I am working on an application where I have to embed a web browser with application. Any ideas on how to achieve it? Also will I be able to interact JavaScript from within the code?
see this post .... Embed a web browser within a java application
check out Eclipse, it has an embedded browser which is configurable by the user (they support multiple browsers).
you can probably embed their browser even if you use an AWT based application using the AWT_SWT bridge if you are using Java swing application.

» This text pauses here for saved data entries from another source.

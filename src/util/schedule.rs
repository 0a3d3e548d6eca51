//! Cancellable deferred work: fixed delays and next-animation-frame tasks.
//!
//! Components never call `setTimeout` directly. They ask a [`Scheduler`] for
//! a task and keep the returned [`TaskHandle`]; dropping the handle cancels
//! the task if it has not run yet. A handle must not be dropped from inside
//! its own task, so components overwrite stored handles only when
//! scheduling the next transition.

#[cfg(test)]
#[path = "schedule_test.rs"]
mod schedule_test;

use std::cell::RefCell;

/// Source of deferred work on the UI thread.
pub trait Scheduler {
    /// Run `task` once after `delay_ms` milliseconds.
    fn after(&self, delay_ms: u32, task: Box<dyn FnOnce()>) -> TaskHandle;

    /// Run `task` once before the next repaint.
    fn next_frame(&self, task: Box<dyn FnOnce()>) -> TaskHandle;
}

/// Ownership of a scheduled task. Dropping it cancels the task.
#[must_use = "dropping a TaskHandle cancels the task"]
pub struct TaskHandle {
    cancel: Option<Box<dyn FnOnce()>>,
}

impl TaskHandle {
    pub fn new(cancel: impl FnOnce() + 'static) -> Self {
        Self { cancel: Some(Box::new(cancel)) }
    }

    /// Let the task run without an owner.
    pub fn detach(mut self) {
        self.cancel.take();
    }
}

impl Drop for TaskHandle {
    fn drop(&mut self) {
        if let Some(cancel) = self.cancel.take() {
            cancel();
        }
    }
}

impl std::fmt::Debug for TaskHandle {
    fn fmt(&self, f: &mut std::fmt::Formatter<'_>) -> std::fmt::Result {
        f.debug_struct("TaskHandle").field("armed", &self.cancel.is_some()).finish()
    }
}

/// Storage for a task that reschedules itself (frame loops).
///
/// The running task hands its successor's handle to [`ChainSlot::set`]; the
/// running task's own handle is parked for one more generation instead of
/// being dropped mid-run.
#[derive(Debug, Default)]
pub struct ChainSlot {
    current: RefCell<Option<TaskHandle>>,
    parked: RefCell<Option<TaskHandle>>,
}

impl ChainSlot {
    #[must_use]
    pub fn new() -> Self {
        Self::default()
    }

    pub fn set(&self, handle: TaskHandle) {
        let running = self.current.replace(Some(handle));
        let finished = self.parked.replace(running);
        drop(finished);
    }

    /// Cancel whatever is scheduled. Call from outside the chain only.
    #[cfg(test)]
    pub fn clear(&self) {
        self.current.borrow_mut().take();
        self.parked.borrow_mut().take();
    }

    #[cfg(test)]
    pub fn is_armed(&self) -> bool {
        self.current.borrow().is_some()
    }
}

#[cfg(test)]
pub(crate) use manual::ManualScheduler;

this article may help you get started.
Check out Lobo
[Lobo] is an open source web browser that is
written completely in Java. Lobo is
being actively developed with the aim
to fully support HTML 4, Javascript
and CSS2. Lobo also supports direct
JavaFX rendering.
For very simple pages, you can use the JEditorPane, which is in the Swing API: see doc
I'm afraid that embedding a real browser is your only option, if you need JavaScript capabily and AJAX etc. look at JavaXPCOM API in order to see how easily you can embed FireFox. There is also JDIC, that will allow you to embed IE in Windows environments. You will need some DLL files but the procedure is straight forward with both APIs and well documented.
Let's admit that JEditorPane is fine, but mainly for HTML you have control over. I use it only to render HTML help files into my application. Once you start visiting sites with it things start getting nasty.